Work instructions.
Search term "derive": copy each line of the data containing it.

##### Excerpted data #####

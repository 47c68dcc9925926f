use anyhow::{Context, Result};
use clap::{Args, Parser, Subcommand, ValueEnum};
use reqwest::Client;
use std::{path::PathBuf, process::ExitCode};
use tracing::{error, info, warn};
use tracing_subscriber::{fmt, EnvFilter};

use tablepaste::{
    config::Config,
    export::{render_table, to_data_uri, to_json},
    input::load_payload,
    upload::{access_token_from_redirect, authorize_url, DropboxClient, UploadError},
    Dispatcher, PreviewState, ViewMode,
};

#[derive(Parser, Debug)]
#[command(name = "tablepaste", about = "Paste a table, preview it, save it as JSON")]
struct Cli {
    #[command(subcommand)]
    command: Command,
}

#[derive(Subcommand, Debug)]
enum Command {
    /// Parse pasted content and print it as a table or JSON
    Parse {
        #[command(flatten)]
        input: InputArgs,

        #[arg(long, value_enum, default_value_t = View::Table)]
        view: View,
    },
    /// Print the JSON as a data: URI for a save picker
    DataUri {
        #[command(flatten)]
        input: InputArgs,
    },
    /// Upload the JSON to Dropbox as table-data.json
    Upload {
        #[command(flatten)]
        input: InputArgs,

        /// Dropbox folder, overrides TABLEPASTE_UPLOAD_PATH
        #[arg(long)]
        folder: Option<String>,
    },
    /// Print the Dropbox authorization URL
    Authorize,
    /// Recover the access token from the URL Dropbox redirected to
    Token { redirect_url: String },
}

#[derive(Args, Debug)]
struct InputArgs {
    /// Plain-text paste; read from stdin when omitted
    #[arg(long)]
    text: Option<PathBuf>,

    /// HTML flavour of the same paste
    #[arg(long)]
    html: Option<PathBuf>,
}

#[derive(ValueEnum, Clone, Copy, Debug)]
enum View {
    Table,
    Json,
}

impl From<View> for ViewMode {
    fn from(view: View) -> Self {
        match view {
            View::Table => ViewMode::Table,
            View::Json => ViewMode::Json,
        }
    }
}

#[tokio::main]
async fn main() -> Result<ExitCode> {
    let env = EnvFilter::try_from_default_env().unwrap_or_else(|_| EnvFilter::new("info"));
    fmt::Subscriber::builder()
        .with_env_filter(env)
        .with_writer(std::io::stderr)
        .with_target(false)
        .init();

    let cli = Cli::parse();
    let config = Config::from_env();

    match cli.command {
        Command::Parse { input, view } => {
            let state = preview(&input)?.with_view(view.into());
            print_preview(&state)
        }
        Command::DataUri { input } => {
            let state = preview(&input)?;
            if let Some(code) = report_error(&state) {
                return Ok(code);
            }
            println!("{}", to_data_uri(&to_json(&state.rows)?));
            Ok(ExitCode::SUCCESS)
        }
        Command::Upload { input, folder } => {
            let state = preview(&input)?;
            if let Some(code) = report_error(&state) {
                return Ok(code);
            }
            let folder = folder.unwrap_or_else(|| config.upload_path.clone());
            upload(&config, &state, &folder).await
        }
        Command::Authorize => {
            let app_key = config.app_key.as_deref().with_context(|| {
                "Dropbox is not configured. Set TABLEPASTE_DROPBOX_APP_KEY to a valid App Key."
            })?;
            println!("{}", authorize_url(app_key, &config.redirect_uri)?);
            Ok(ExitCode::SUCCESS)
        }
        Command::Token { redirect_url } => {
            let token = access_token_from_redirect(&redirect_url)?;
            println!("{}", token);
            Ok(ExitCode::SUCCESS)
        }
    }
}

fn preview(input: &InputArgs) -> Result<PreviewState> {
    let payload = load_payload(input.text.as_deref(), input.html.as_deref())?;
    let outcome = Dispatcher::default().dispatch(&payload);
    Ok(PreviewState::default().apply(outcome))
}

fn report_error(state: &PreviewState) -> Option<ExitCode> {
    let message = state.error.as_deref()?;
    eprintln!("{}", message);
    Some(ExitCode::FAILURE)
}

fn print_preview(state: &PreviewState) -> Result<ExitCode> {
    if let Some(code) = report_error(state) {
        return Ok(code);
    }
    if !state.has_data() {
        println!("No data to display");
        return Ok(ExitCode::SUCCESS);
    }
    match state.view {
        ViewMode::Table => print!("{}", render_table(&state.headers, &state.rows)),
        ViewMode::Json => println!("{}", to_json(&state.rows)?),
    }
    Ok(ExitCode::SUCCESS)
}

async fn upload(config: &Config, state: &PreviewState, folder: &str) -> Result<ExitCode> {
    let Some(app_key) = config.app_key.as_deref() else {
        error!("Dropbox is not configured");
        eprintln!("Dropbox is not configured. Set TABLEPASTE_DROPBOX_APP_KEY to a valid App Key.");
        return Ok(ExitCode::FAILURE);
    };
    let Some(token) = config.access_token.as_deref() else {
        info!("no access token, authorization required");
        println!("Authorize first: {}", authorize_url(app_key, &config.redirect_uri)?);
        return Ok(ExitCode::FAILURE);
    };

    let client = DropboxClient::new(Client::new(), token);
    match client.upload_preview(state, folder).await {
        Ok(path) => {
            println!("Uploaded {}", path);
            Ok(ExitCode::SUCCESS)
        }
        Err(UploadError::TokenExpired) => {
            warn!("access token expired or invalid");
            eprintln!("{}", UploadError::TokenExpired);
            println!("Re-authorize: {}", authorize_url(app_key, &config.redirect_uri)?);
            Ok(ExitCode::FAILURE)
        }
        Err(e) => Err(e).context("uploading to Dropbox"),
    }
}
// src/export/json.rs
use anyhow::{Context, Result};

use crate::table::Record;

/// File name used for every save or upload.
pub const JSON_FILE_NAME: &str = "table-data.json";

const DATA_URI_PREFIX: &str = "data:text/json;charset=utf-8,";

/// Serialize rows as a 2-space indented JSON array, keys in header order.
pub fn to_json(rows: &[Record]) -> Result<String> {
    serde_json::to_string_pretty(rows).context("serializing rows to JSON")
}

/// Percent-encoded `data:` URI for the client-side save picker.
pub fn to_data_uri(json: &str) -> String {
    format!("{}{}", DATA_URI_PREFIX, urlencoding::encode(json))
}
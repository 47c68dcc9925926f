// src/upload/auth.rs
use url::{form_urlencoded, Url};

use super::UploadError;

const AUTHORIZE_ENDPOINT: &str = "https://www.dropbox.com/oauth2/authorize";

/// Implicit-grant authorization URL; Dropbox redirects back with `#access_token=...`.
pub fn authorize_url(app_key: &str, redirect_uri: &str) -> Result<Url, UploadError> {
    let url = Url::parse_with_params(
        AUTHORIZE_ENDPOINT,
        &[
            ("client_id", app_key),
            ("response_type", "token"),
            ("redirect_uri", redirect_uri),
        ],
    )?;
    Ok(url)
}

/// Pull `access_token` out of the fragment of the URL Dropbox redirected to.
pub fn access_token_from_redirect(redirect: &str) -> Result<String, UploadError> {
    let url = Url::parse(redirect)?;
    let fragment = url.fragment().ok_or(UploadError::MissingToken)?;
    form_urlencoded::parse(fragment.as_bytes())
        .find(|(key, _)| key == "access_token")
        .map(|(_, value)| value.into_owned())
        .filter(|token| !token.is_empty())
        .ok_or(UploadError::MissingToken)
}
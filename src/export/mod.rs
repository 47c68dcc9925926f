pub mod json;
pub mod table;

pub use json::{to_data_uri, to_json, JSON_FILE_NAME};
pub use table::render_table;
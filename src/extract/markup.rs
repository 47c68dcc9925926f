// src/extract/markup.rs
use once_cell::sync::Lazy;
use scraper::{ElementRef, Html, Selector};
use tracing::{debug, trace};

use super::{Extraction, Extractor, PayloadKind};
use crate::table::{HeaderList, ParsedTable};

static TABLE_SELECTOR: Lazy<Selector> =
    Lazy::new(|| Selector::parse("table").expect("CSS selector for tables should be valid"));

#[derive(Debug, Clone, Copy, PartialEq, Eq)]
enum Section {
    Head,
    Body,
    Foot,
}

/// The first `<table>` of an HTML fragment, as copied from a spreadsheet or web page.
#[derive(Debug, Default, Clone, Copy)]
pub struct MarkupExtractor;

impl Extractor for MarkupExtractor {
    fn name(&self) -> &'static str {
        "markup"
    }

    fn kind(&self) -> PayloadKind {
        PayloadKind::Markup
    }

    fn extract(&self, input: &str) -> Extraction {
        // html5ever recovers from any malformed input, so there is no parse error to handle.
        let doc = Html::parse_document(input);
        let Some(table) = doc.select(&TABLE_SELECTOR).next() else {
            debug!("no <table> element in markup");
            return Extraction::Declined;
        };

        let rows = table_rows(table);
        trace!(rows = rows.len(), "collected table rows");

        let head_cells: HeaderList = rows
            .iter()
            .filter(|(section, _)| *section == Section::Head)
            .flat_map(|(_, row)| cell_texts(*row))
            .collect();
        let has_head = !head_cells.is_empty();

        // Without head cells the header is the first row outside <thead>;
        // data rows follow it.
        let header_index = if has_head {
            None
        } else {
            rows.iter()
                .position(|(section, _)| *section != Section::Head)
                .or((!rows.is_empty()).then_some(0))
        };
        let headers: HeaderList = match header_index {
            Some(index) => cell_texts(rows[index].1),
            None => head_cells,
        };
        if headers.is_empty() {
            debug!("table has no header cells");
            return Extraction::Declined;
        }

        // The parser wraps bare <tr> elements in an implicit <tbody>, so body
        // rows are only trusted as data when a <thead> holds the header.
        let body: Vec<ElementRef<'_>> = rows
            .iter()
            .filter(|(section, _)| *section == Section::Body)
            .map(|(_, row)| *row)
            .collect();
        let data_rows: Vec<ElementRef<'_>> = match header_index {
            None if !body.is_empty() => body,
            None => rows.iter().skip(1).map(|(_, row)| *row).collect(),
            Some(index) => rows
                .iter()
                .skip(index + 1)
                .filter(|(section, _)| *section != Section::Head)
                .map(|(_, row)| *row)
                .collect(),
        };

        let parsed = ParsedTable::from_cells(headers, data_rows.into_iter().map(cell_texts));
        debug!(
            columns = parsed.headers.len(),
            rows = parsed.rows.len(),
            "parsed markup table"
        );
        Extraction::Parsed(parsed)
    }
}

fn child_elements(parent: ElementRef<'_>) -> impl Iterator<Item = ElementRef<'_>> {
    parent.children().filter_map(ElementRef::wrap)
}

/// Rows directly owned by `table`, in document order. Nested tables are not entered.
fn table_rows(table: ElementRef<'_>) -> Vec<(Section, ElementRef<'_>)> {
    let mut rows = Vec::new();
    for child in child_elements(table) {
        let section = match child.value().name() {
            "thead" => Section::Head,
            "tbody" => Section::Body,
            "tfoot" => Section::Foot,
            "tr" => {
                rows.push((Section::Body, child));
                continue;
            }
            _ => continue,
        };
        rows.extend(
            child_elements(child)
                .filter(|row| row.value().name() == "tr")
                .map(|row| (section, row)),
        );
    }
    rows
}

/// Trimmed text of each `<td>`/`<th>` in the row. Blank cells stay as `""`.
fn cell_texts(row: ElementRef<'_>) -> Vec<String> {
    child_elements(row)
        .filter(|cell| matches!(cell.value().name(), "td" | "th"))
        .map(|cell| cell.text().collect::<String>().trim().to_string())
        .collect()
}
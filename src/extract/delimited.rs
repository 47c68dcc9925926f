// src/extract/delimited.rs
use tracing::{debug, trace};

use super::{Extraction, Extractor, PayloadKind};
use crate::table::{HeaderList, ParsedTable};

/// Field separator for a plain-text paste.
#[derive(Debug, Clone, Copy, PartialEq, Eq)]
pub enum Delimiter {
    Tab,
    Comma,
}

impl Delimiter {
    /// Tab if the line contains one, comma otherwise. Only the header line is inspected.
    pub fn detect(line: &str) -> Self {
        if line.contains('\t') {
            Delimiter::Tab
        } else {
            Delimiter::Comma
        }
    }

    pub fn as_char(self) -> char {
        match self {
            Delimiter::Tab => '\t',
            Delimiter::Comma => ',',
        }
    }

    /// Split and trim every field.
    pub fn split(self, line: &str) -> Vec<String> {
        line.split(self.as_char())
            .map(|field| field.trim().to_string())
            .collect()
    }
}

/// Tab- or comma-separated text with the first non-blank line as header.
///
/// No quoting rules are applied: a comma inside quotes still splits.
#[derive(Debug, Default, Clone, Copy)]
pub struct DelimitedExtractor;

impl Extractor for DelimitedExtractor {
    fn name(&self) -> &'static str {
        "delimited"
    }

    fn kind(&self) -> PayloadKind {
        PayloadKind::PlainText
    }

    fn extract(&self, input: &str) -> Extraction {
        let mut lines = input.lines().map(str::trim).filter(|line| !line.is_empty());

        let Some(header_line) = lines.next() else {
            debug!("no non-blank lines");
            return Extraction::Declined;
        };

        let delimiter = Delimiter::detect(header_line);
        let headers: HeaderList = delimiter.split(header_line);
        if headers.is_empty() || (headers.len() == 1 && headers[0].is_empty()) {
            debug!("header line yields no columns");
            return Extraction::Declined;
        }
        trace!(?delimiter, columns = headers.len(), "header row");

        let table = ParsedTable::from_cells(headers, lines.map(|line| delimiter.split(line)));
        debug!(
            ?delimiter,
            columns = table.headers.len(),
            rows = table.rows.len(),
            "parsed delimited text"
        );
        Extraction::Parsed(table)
    }
}
// src/extract/dispatch.rs
use thiserror::Error;
use tracing::{debug, info, instrument};

use super::{ClipboardPayload, DelimitedExtractor, Extraction, Extractor, MarkupExtractor};
use crate::table::ParsedTable;

/// Neither strategy recovered a table. Carries no detail beyond the message.
#[derive(Error, Debug, Clone, Copy, PartialEq, Eq)]
#[error("Could not parse input. Please paste valid HTML table code, or comma/tab-separated text with a header row.")]
pub struct ParseFailure;

/// What one input event resolves to.
#[derive(Debug, Clone, PartialEq)]
pub enum Outcome {
    /// Nothing was pasted. Prior results are dropped and no error is shown.
    Cleared,
    Parsed(ParsedTable),
    Failed(ParseFailure),
}

/// Ordered list of strategies. The first one that parses wins.
pub struct Dispatcher {
    extractors: Vec<Box<dyn Extractor + Send + Sync>>,
}

impl Default for Dispatcher {
    /// Markup before plain text: table structure is better evidence of
    /// columns than a guessed delimiter.
    fn default() -> Self {
        Self::with_extractors(vec![
            Box::new(MarkupExtractor),
            Box::new(DelimitedExtractor),
        ])
    }
}

impl Dispatcher {
    pub fn with_extractors(extractors: Vec<Box<dyn Extractor + Send + Sync>>) -> Self {
        Self { extractors }
    }

    /// Resolve a payload into a fresh [`Outcome`]. Pure: the same payload always
    /// yields an equal outcome.
    #[instrument(level = "debug", skip_all, fields(plain_len = payload.plain.len(), has_markup = payload.markup.is_some()))]
    pub fn dispatch(&self, payload: &ClipboardPayload) -> Outcome {
        if payload.is_empty() {
            debug!("empty payload, clearing");
            return Outcome::Cleared;
        }

        for extractor in &self.extractors {
            let Some(input) = payload.get(extractor.kind()) else {
                debug!(extractor = extractor.name(), "payload has no input for extractor");
                continue;
            };
            match extractor.extract(input) {
                Extraction::Parsed(table) => {
                    info!(
                        extractor = extractor.name(),
                        columns = table.headers.len(),
                        rows = table.rows.len(),
                        "parsed paste"
                    );
                    return Outcome::Parsed(table);
                }
                Extraction::Declined => {
                    debug!(extractor = extractor.name(), "declined");
                }
            }
        }

        info!("no extractor could parse the paste");
        Outcome::Failed(ParseFailure)
    }
}

/// [`Dispatcher::dispatch`] with the default strategy order.
pub fn dispatch(plain: &str, markup: Option<&str>) -> Outcome {
    let payload = match markup {
        Some(markup) => ClipboardPayload::with_markup(plain, markup),
        None => ClipboardPayload::text(plain),
    };
    Dispatcher::default().dispatch(&payload)
}
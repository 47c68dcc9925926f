// src/input.rs
use anyhow::{Context, Result};
use std::{
    fs,
    io::{self, Read},
    path::Path,
};

use crate::extract::ClipboardPayload;

/// Build a payload from a plain-text file (or stdin when `None`) and an
/// optional HTML file.
pub fn load_payload(text: Option<&Path>, html: Option<&Path>) -> Result<ClipboardPayload> {
    let plain = match text {
        Some(path) => read_lossy(path)?,
        None => {
            let mut buf = Vec::new();
            io::stdin()
                .read_to_end(&mut buf)
                .context("reading plain text from stdin")?;
            String::from_utf8_lossy(&buf).into_owned()
        }
    };

    Ok(match html {
        Some(path) => ClipboardPayload::with_markup(plain, read_lossy(path)?),
        None => ClipboardPayload::text(plain),
    })
}

fn read_lossy(path: &Path) -> Result<String> {
    let bytes = fs::read(path).with_context(|| format!("reading {}", path.display()))?;
    Ok(String::from_utf8_lossy(&bytes).into_owned())
}
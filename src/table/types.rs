// src/table/types.rs

use indexmap::IndexMap;
use serde::Serialize;

/// Column names in display order. Empty and duplicate names are kept as-is.
pub type HeaderList = Vec<String>;

/// One data row keyed by header name, in header order.
pub type Record = IndexMap<String, String>;

/// Headers plus the rows recovered from a single paste.
#[derive(Debug, Serialize, PartialEq, Eq, Clone, Default)]
pub struct ParsedTable {
    pub headers: HeaderList,
    pub rows: Vec<Record>,
}

impl ParsedTable {
    /// Zip every row of `cells` against `headers`.
    pub fn from_cells<I, R, S>(headers: HeaderList, cells: I) -> Self
    where
        I: IntoIterator<Item = R>,
        R: IntoIterator<Item = S>,
        S: Into<String>,
    {
        let rows = cells
            .into_iter()
            .map(|row| build_record(&headers, row))
            .collect();
        Self { headers, rows }
    }
}

/// Map cell `i` to header `i`.
///
/// Missing trailing cells become `""` and surplus cells are dropped. A
/// duplicate header keeps its first position and takes the later value.
pub fn build_record<S: Into<String>>(
    headers: &[String],
    cells: impl IntoIterator<Item = S>,
) -> Record {
    let mut cells = cells.into_iter();
    let mut record = Record::with_capacity(headers.len());
    for header in headers {
        let value = cells.next().map(Into::into).unwrap_or_default();
        record.insert(header.clone(), value);
    }
    record
}
//! Turn pasted spreadsheet or web-page tables into headers, records and JSON.
//!
//! ```
//! use tablepaste::extract::{dispatch::dispatch, Outcome};
//!
//! let outcome = dispatch("Name\tAge\nAlice\t30", None);
//! let Outcome::Parsed(table) = outcome else { panic!("not parsed") };
//! assert_eq!(table.headers, vec!["Name", "Age"]);
//! assert_eq!(table.rows[0]["Age"], "30");
//! ```

pub mod config;
pub mod export;
pub mod extract;
pub mod input;
pub mod preview;
pub mod table;
pub mod upload;

pub use extract::{ClipboardPayload, Dispatcher, Outcome, ParseFailure};
pub use preview::{PreviewState, ViewMode};
pub use table::{ParsedTable, Record};
// src/config.rs
use std::env;

pub const APP_KEY_VAR: &str = "TABLEPASTE_DROPBOX_APP_KEY";
pub const TOKEN_VAR: &str = "TABLEPASTE_DROPBOX_TOKEN";
pub const REDIRECT_URI_VAR: &str = "TABLEPASTE_REDIRECT_URI";
pub const UPLOAD_PATH_VAR: &str = "TABLEPASTE_UPLOAD_PATH";

const APP_KEY_PLACEHOLDER: &str = "YOUR_APP_KEY_HERE";
const DEFAULT_REDIRECT_URI: &str = "http://localhost:8080/";
const DEFAULT_UPLOAD_PATH: &str = "/tablepaste";

/// Settings for the upload collaborator. Parsing needs none of them.
#[derive(Debug, Clone, PartialEq, Eq)]
pub struct Config {
    /// Dropbox app key, `None` when unset, blank or still the placeholder.
    pub app_key: Option<String>,
    pub access_token: Option<String>,
    pub redirect_uri: String,
    pub upload_path: String,
}

impl Config {
    pub fn from_env() -> Self {
        Self::from_lookup(|name| env::var(name).ok())
    }

    pub fn from_lookup(lookup: impl Fn(&str) -> Option<String>) -> Self {
        let non_blank = |name: &str| {
            lookup(name)
                .map(|v| v.trim().to_string())
                .filter(|v| !v.is_empty())
        };

        Self {
            app_key: non_blank(APP_KEY_VAR).filter(|key| key != APP_KEY_PLACEHOLDER),
            access_token: non_blank(TOKEN_VAR),
            redirect_uri: non_blank(REDIRECT_URI_VAR)
                .unwrap_or_else(|| DEFAULT_REDIRECT_URI.to_string()),
            upload_path: non_blank(UPLOAD_PATH_VAR)
                .unwrap_or_else(|| DEFAULT_UPLOAD_PATH.to_string()),
        }
    }
}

#####

Answer to the problem.
#[derive(Parser, Debug)]
#[derive(Subcommand, Debug)]
#[derive(Args, Debug)]
#[derive(ValueEnum, Clone, Copy, Debug)]
#[derive(Debug, Clone, Copy, PartialEq, Eq)]
#[derive(Debug, Default, Clone, Copy)]
#[derive(Debug, Clone, Copy, PartialEq, Eq)]
#[derive(Debug, Default, Clone, Copy)]
#[derive(Error, Debug, Clone, Copy, PartialEq, Eq)]
#[derive(Debug, Clone, PartialEq)]
#[derive(Debug, Serialize, PartialEq, Eq, Clone, Default)]
#[derive(Debug, Clone, PartialEq, Eq)]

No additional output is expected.